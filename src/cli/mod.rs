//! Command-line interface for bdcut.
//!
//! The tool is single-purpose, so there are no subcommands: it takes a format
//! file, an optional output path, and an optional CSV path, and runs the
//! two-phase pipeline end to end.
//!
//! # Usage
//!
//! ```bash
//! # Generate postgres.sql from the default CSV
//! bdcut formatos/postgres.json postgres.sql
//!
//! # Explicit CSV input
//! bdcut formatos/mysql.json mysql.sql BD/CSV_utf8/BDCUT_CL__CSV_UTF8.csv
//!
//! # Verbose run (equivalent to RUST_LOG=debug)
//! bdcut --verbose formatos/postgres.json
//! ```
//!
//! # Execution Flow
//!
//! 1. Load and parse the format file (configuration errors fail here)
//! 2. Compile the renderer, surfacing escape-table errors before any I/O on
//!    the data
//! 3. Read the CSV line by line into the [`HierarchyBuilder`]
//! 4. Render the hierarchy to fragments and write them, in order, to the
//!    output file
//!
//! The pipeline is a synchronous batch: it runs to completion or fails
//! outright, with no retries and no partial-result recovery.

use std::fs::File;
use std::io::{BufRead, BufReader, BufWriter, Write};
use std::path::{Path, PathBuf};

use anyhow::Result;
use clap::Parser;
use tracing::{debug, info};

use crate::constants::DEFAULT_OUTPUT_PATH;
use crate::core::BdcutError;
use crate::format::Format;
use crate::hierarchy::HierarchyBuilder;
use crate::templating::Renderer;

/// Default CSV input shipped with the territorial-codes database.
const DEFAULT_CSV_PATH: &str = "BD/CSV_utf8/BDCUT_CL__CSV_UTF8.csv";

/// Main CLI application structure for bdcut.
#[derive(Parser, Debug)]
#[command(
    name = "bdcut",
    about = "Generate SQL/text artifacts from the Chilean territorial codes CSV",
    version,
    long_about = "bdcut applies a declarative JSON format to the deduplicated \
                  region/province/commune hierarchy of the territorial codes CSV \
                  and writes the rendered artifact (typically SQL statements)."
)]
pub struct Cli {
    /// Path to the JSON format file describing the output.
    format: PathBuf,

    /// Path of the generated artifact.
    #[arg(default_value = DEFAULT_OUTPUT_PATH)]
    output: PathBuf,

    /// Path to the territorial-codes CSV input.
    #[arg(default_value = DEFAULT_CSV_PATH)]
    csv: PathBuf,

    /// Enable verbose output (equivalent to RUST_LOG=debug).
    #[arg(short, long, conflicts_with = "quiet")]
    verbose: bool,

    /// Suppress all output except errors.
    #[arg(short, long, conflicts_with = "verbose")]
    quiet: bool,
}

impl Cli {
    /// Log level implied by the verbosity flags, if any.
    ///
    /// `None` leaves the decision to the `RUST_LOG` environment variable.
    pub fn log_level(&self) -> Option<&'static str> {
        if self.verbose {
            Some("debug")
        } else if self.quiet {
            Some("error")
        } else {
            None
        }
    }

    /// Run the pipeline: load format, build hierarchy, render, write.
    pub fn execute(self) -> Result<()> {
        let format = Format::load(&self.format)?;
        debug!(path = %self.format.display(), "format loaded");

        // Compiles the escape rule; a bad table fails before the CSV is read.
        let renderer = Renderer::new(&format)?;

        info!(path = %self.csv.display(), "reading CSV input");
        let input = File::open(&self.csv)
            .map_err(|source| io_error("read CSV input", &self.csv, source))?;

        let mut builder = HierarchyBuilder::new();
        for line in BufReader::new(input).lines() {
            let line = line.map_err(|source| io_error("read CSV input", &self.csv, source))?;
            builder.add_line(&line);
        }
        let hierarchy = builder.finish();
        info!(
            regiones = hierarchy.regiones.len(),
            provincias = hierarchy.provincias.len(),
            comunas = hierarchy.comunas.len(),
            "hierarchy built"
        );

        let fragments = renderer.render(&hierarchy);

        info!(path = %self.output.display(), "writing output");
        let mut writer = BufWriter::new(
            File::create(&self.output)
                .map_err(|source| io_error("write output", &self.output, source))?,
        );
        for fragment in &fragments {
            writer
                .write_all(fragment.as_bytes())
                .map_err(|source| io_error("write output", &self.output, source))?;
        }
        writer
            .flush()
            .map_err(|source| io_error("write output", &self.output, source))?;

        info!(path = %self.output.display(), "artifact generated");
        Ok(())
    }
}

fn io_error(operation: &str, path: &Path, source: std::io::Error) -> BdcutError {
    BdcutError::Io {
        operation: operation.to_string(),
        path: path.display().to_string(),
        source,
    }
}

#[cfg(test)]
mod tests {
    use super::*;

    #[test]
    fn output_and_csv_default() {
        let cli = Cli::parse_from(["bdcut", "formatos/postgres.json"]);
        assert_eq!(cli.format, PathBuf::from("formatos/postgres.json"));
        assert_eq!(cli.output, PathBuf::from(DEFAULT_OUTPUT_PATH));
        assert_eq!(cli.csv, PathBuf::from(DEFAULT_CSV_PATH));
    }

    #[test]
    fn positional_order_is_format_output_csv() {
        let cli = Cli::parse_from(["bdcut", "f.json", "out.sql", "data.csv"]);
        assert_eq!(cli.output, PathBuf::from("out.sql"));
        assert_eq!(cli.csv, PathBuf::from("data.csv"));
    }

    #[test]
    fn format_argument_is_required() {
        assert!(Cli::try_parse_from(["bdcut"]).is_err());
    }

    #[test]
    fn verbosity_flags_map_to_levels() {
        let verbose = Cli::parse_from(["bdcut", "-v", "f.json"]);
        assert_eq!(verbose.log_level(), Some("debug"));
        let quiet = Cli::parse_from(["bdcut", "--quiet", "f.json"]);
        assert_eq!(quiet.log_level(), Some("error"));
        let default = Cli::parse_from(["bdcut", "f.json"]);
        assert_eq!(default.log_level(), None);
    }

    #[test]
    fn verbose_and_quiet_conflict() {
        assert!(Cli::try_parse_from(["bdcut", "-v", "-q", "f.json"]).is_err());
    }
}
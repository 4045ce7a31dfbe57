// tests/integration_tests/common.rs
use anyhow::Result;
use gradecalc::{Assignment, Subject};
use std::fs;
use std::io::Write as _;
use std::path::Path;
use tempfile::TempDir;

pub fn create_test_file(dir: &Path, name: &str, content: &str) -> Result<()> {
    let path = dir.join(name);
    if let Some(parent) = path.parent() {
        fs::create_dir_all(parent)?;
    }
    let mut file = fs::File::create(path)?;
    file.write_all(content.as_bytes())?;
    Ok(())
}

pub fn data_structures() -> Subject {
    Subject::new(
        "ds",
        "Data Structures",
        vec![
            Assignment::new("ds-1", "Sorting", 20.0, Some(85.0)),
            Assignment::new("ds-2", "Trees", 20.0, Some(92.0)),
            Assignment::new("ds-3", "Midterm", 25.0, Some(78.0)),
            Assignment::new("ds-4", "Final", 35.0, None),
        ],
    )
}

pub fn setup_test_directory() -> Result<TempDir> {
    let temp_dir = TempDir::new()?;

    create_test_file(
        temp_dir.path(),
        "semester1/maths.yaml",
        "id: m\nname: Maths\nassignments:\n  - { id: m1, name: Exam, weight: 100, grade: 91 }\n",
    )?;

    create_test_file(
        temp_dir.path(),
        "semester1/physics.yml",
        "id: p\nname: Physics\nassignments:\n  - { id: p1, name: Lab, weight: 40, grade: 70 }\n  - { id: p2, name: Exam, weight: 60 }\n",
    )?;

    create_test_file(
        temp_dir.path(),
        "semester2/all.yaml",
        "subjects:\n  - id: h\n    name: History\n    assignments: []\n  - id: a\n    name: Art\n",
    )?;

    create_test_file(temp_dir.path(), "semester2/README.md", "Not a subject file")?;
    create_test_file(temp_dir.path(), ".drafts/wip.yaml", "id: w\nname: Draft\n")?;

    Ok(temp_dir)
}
..........
The task:
The lines of the records that contain the string "before" should be located and copied.

Written solution:
//! 2. Compile the renderer, surfacing escape-table errors before any I/O on
        // Compiles the escape rule; a bad table fails before the CSV is read.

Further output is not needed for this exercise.